You and your friend used to be BFFs. You laughed together, cried together, drank many happy-hour cocktails together. But now her attitude towards you has changed. Rather than being a positive influence on your life, she’s become a toxic one. Maybe she makes you feel bad about yourself. Maybe meeting up with her is always a draining and exhausting exercise. Maybe you don’t like who you become around her or you don’t like her full stop. Whatever the reason, the thought of life without her is becoming more and more appealing. But what can you do?

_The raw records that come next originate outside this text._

// Command-line entry point for callseq.

use std::fs;
use std::path::{Path, PathBuf};

use anyhow::{bail, Context, Result};
use clap::{Args, Parser, Subcommand, ValueEnum};
use tracing::info;
use tracing_subscriber::EnvFilter;

use callseq::application::{unit_header, AnalyzeUsecase, FileFailure, IndexUsecase, RenderUsecase};
use callseq::domain::options::AnalyzerOptions;
use callseq::domain::store::DiskCallStore;
use callseq::infrastructure::concurrency::init_thread_pool;
use callseq::infrastructure::config::ConfigFile;
use callseq::infrastructure::event_reader::write_events;
use callseq::infrastructure::SourceLoader;
use callseq::ports::EmitFormat;

/// callseq - call graphs and bounded call-sequence traces
#[derive(Parser, Debug)]
#[command(name = "callseq")]
#[command(version = env!("CARGO_PKG_VERSION"))]
#[command(about = "Build call graphs and sequence diagrams from source or front-end events", long_about = None)]
struct Cli {
    /// Enable verbose logging
    #[arg(global = true, long = "verbose", short = 'v')]
    verbose: bool,

    #[command(subcommand)]
    command: Commands,
}

#[derive(Subcommand, Debug)]
enum Commands {
    /// Analyze each input as its own translation unit and emit diagrams
    Analyze {
        /// Input files or folders (.rs, .jsonl, .events)
        #[arg(value_name = "PATH", required = true)]
        inputs: Vec<PathBuf>,

        /// Output directory, one file per translation unit (default: stdout)
        #[arg(short, long)]
        output: Option<PathBuf>,

        /// Worker threads (0 = automatic)
        #[arg(long)]
        threads: Option<usize>,

        #[command(flatten)]
        analyzer: AnalyzerArgs,
    },

    /// Run the front ends and persist functions and calls into a store
    Index {
        /// Store directory
        #[arg(long, value_name = "DIR")]
        db: PathBuf,

        #[arg(value_name = "PATH", required = true)]
        inputs: Vec<PathBuf>,

        /// Worker threads (0 = automatic)
        #[arg(long)]
        threads: Option<usize>,
    },

    /// Emit diagrams for everything held in a store
    Render {
        /// Store directory
        #[arg(long, value_name = "DIR")]
        db: PathBuf,

        /// Output file (default: stdout)
        #[arg(short, long)]
        output: Option<PathBuf>,

        #[command(flatten)]
        analyzer: AnalyzerArgs,
    },

    /// Print the front-end events of one input as JSON lines
    Events {
        #[arg(value_name = "FILE")]
        input: PathBuf,
    },
}

#[derive(Debug, Clone, Copy, PartialEq, Eq, ValueEnum)]
enum Switch {
    On,
    Off,
}

#[derive(Debug, Clone, Copy, PartialEq, Eq, ValueEnum)]
enum IndirectLabel {
    /// `(indirect)`
    Plain,
    /// `(indirect:<var>)`
    Var,
}

/// Analyzer flags. Each one overrides the options file.
#[derive(Args, Debug)]
struct AnalyzerArgs {
    /// TOML options file
    #[arg(long, value_name = "FILE")]
    config: Option<PathBuf>,

    /// Output format [default: json]
    #[arg(long, value_enum)]
    emit: Option<EmitFormat>,

    /// Keep stdlib/system callees as leaf nodes
    #[arg(long = "stdlib-leaf", value_enum)]
    stdlib_leaf: Option<Switch>,

    /// Label form for unresolved calls
    #[arg(long = "indirect-label", value_enum)]
    indirect_label: Option<IndirectLabel>,

    /// Sequence expansion depth (values below 1 mean 1)
    #[arg(long = "seq-depth", allow_hyphen_values = true)]
    seq_depth: Option<i64>,

    /// Sequence root (default: main, else the first node)
    #[arg(long = "seq-root")]
    seq_root: Option<String>,
}

/// Options file merged with command-line overrides.
struct Settings {
    options: AnalyzerOptions,
    emit: EmitFormat,
    /// From the options file; `analyze --threads` overrides it
    threads: usize,
}

impl AnalyzerArgs {
    fn settings(&self) -> Result<Settings> {
        let file = match &self.config {
            Some(path) => ConfigFile::load(path)
                .with_context(|| format!("Failed to load config {}", path.display()))?,
            None => ConfigFile::default(),
        };

        let mut options = file.analyzer;
        if let Some(switch) = self.stdlib_leaf {
            options.include_stdlib_leaves = switch == Switch::On;
        }
        if let Some(label) = self.indirect_label {
            options.indirect_label_with_hint = label == IndirectLabel::Var;
        }
        if let Some(depth) = self.seq_depth {
            options.sequence_max_depth = depth;
        }
        if let Some(root) = &self.seq_root {
            options.sequence_root = Some(root.clone());
        }

        Ok(Settings {
            options,
            emit: self.emit.or(file.emit).unwrap_or_default(),
            threads: file.threads,
        })
    }
}

/// Default filter directive when `RUST_LOG` is unset.
fn log_directive(verbose: bool) -> &'static str {
    if verbose {
        "debug"
    } else {
        "warn"
    }
}

/// Initialize logging implementation. `RUST_LOG` takes precedence over `-v`.
fn init_logging(verbose: bool) {
    let filter = EnvFilter::try_from_default_env()
        .unwrap_or_else(|_| EnvFilter::new(log_directive(verbose)));

    let subscriber = tracing_subscriber::fmt()
        .with_env_filter(filter)
        .with_writer(std::io::stderr)
        .finish();

    let _ = tracing::subscriber::set_global_default(subscriber);
}

fn report_failures(failures: &[FileFailure]) {
    for failure in failures {
        eprintln!("[FAIL] {}: {}", failure.path, failure.error);
    }
}

fn cmd_analyze(
    inputs: &[PathBuf],
    output: Option<&Path>,
    threads: Option<usize>,
    analyzer: &AnalyzerArgs,
) -> Result<()> {
    let settings = analyzer.settings()?;
    init_thread_pool(threads.unwrap_or(settings.threads))?;

    let files = SourceLoader::collect(inputs)?;
    if files.is_empty() {
        bail!("No analyzable inputs found");
    }

    let report = AnalyzeUsecase {
        options: &settings.options,
    }
    .run(&files);
    report_failures(&report.failures);

    match output {
        Some(dir) => {
            fs::create_dir_all(dir)
                .with_context(|| format!("Failed to create output folder {}", dir.display()))?;
            let names = report.output_file_names(settings.emit);
            for (unit, name) in report.units.iter().zip(&names) {
                let target = dir.join(name);
                fs::write(&target, unit.render(settings.emit)?)
                    .with_context(|| format!("Failed to write {}", target.display()))?;
                info!(path = %target.display(), "wrote output");
            }
        }
        None => {
            let several = report.units.len() > 1;
            for unit in &report.units {
                if several {
                    println!("{}", unit_header(&unit.path));
                }
                print!("{}", unit.render(settings.emit)?);
            }
        }
    }

    if report.units.is_empty() {
        bail!("All {} input(s) failed", report.failures.len());
    }
    Ok(())
}

fn cmd_index(db: &Path, inputs: &[PathBuf], threads: usize) -> Result<()> {
    init_thread_pool(threads)?;
    let files = SourceLoader::collect(inputs)?;

    let store = DiskCallStore::open(&db.to_string_lossy())
        .with_context(|| format!("Failed to open store {}", db.display()))?;
    let report = IndexUsecase { store: &store }.run(&files)?;
    store.flush()?;

    for file in &report.indexed {
        println!(
            "[OK] {} (functions={}, calls={})",
            file.path, file.functions, file.calls
        );
    }
    report_failures(&report.failures);
    println!(
        "Indexed {} file(s), {} failed",
        report.indexed.len(),
        report.failures.len()
    );
    Ok(())
}

fn cmd_render(db: &Path, output: Option<&Path>, analyzer: &AnalyzerArgs) -> Result<()> {
    let settings = analyzer.settings()?;
    if !db.exists() {
        bail!("Store {} does not exist; run `callseq index` first", db.display());
    }

    let store = DiskCallStore::open(&db.to_string_lossy())
        .with_context(|| format!("Failed to open store {}", db.display()))?;
    let unit = RenderUsecase {
        store: &store,
        options: &settings.options,
    }
    .run(&db.display().to_string())?;

    let text = unit.render(settings.emit)?;
    match output {
        Some(path) => fs::write(path, text)
            .with_context(|| format!("Failed to write {}", path.display()))?,
        None => print!("{}", text),
    }
    Ok(())
}

fn cmd_events(input: &Path) -> Result<()> {
    let files = SourceLoader::collect(&[input.to_path_buf()])?;
    for file in &files {
        let unit = file
            .load()
            .with_context(|| format!("Failed to read {}", file.path.display()))?;
        print!("{}", write_events(&unit.events)?);
    }
    Ok(())
}

fn main() -> Result<()> {
    let cli = Cli::parse();
    init_logging(cli.verbose);

    match &cli.command {
        Commands::Analyze {
            inputs,
            output,
            threads,
            analyzer,
        } => cmd_analyze(inputs, output.as_deref(), *threads, analyzer),
        Commands::Index {
            db,
            inputs,
            threads,
        } => cmd_index(db, inputs, threads.unwrap_or(0)),
        Commands::Render {
            db,
            output,
            analyzer,
        } => cmd_render(db, output.as_deref(), analyzer),
        Commands::Events { input } => cmd_events(input),
    }
}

If you truly want to keep your friendship, but just don’t have as much time or energy to commit to it anymore, then say so. Set specific boundaries if there are areas in which you want to take a step back, or simply let her know that you can’t spend as much time together as before. Either way, make it clear that there are limits you won’t compromise on.
Phase it out
Sometimes friendships end when two people grow apart, and often this type of breakup is a more organic one. If you feel that you and your bestie have become different people with different interests, you can let the friendship fade naturally by communicating and meeting up less. If both of you are in the same headspace with regards to your friendship, phasing it out is an easy, non-confrontational option.
Have ‘the conversation’
No boundaries, no fading – you want to end the friendship and you want to end it now. If that’s the case, you’ll need to have a talk with your friend, the same way you would when breaking up with a romantic partner. SMSing is a no-no (don’t be ‘that girl’), but a clear, well-considered email or letter is a viable option. The best choice is a face-to-face meeting with direct and specific dialogue. Be compassionate, be respectful, but above all, be clear on your needs. Then go home and eat a tub of ice cream or open a bottle of wine. Because, yes, breaking up is hard to do.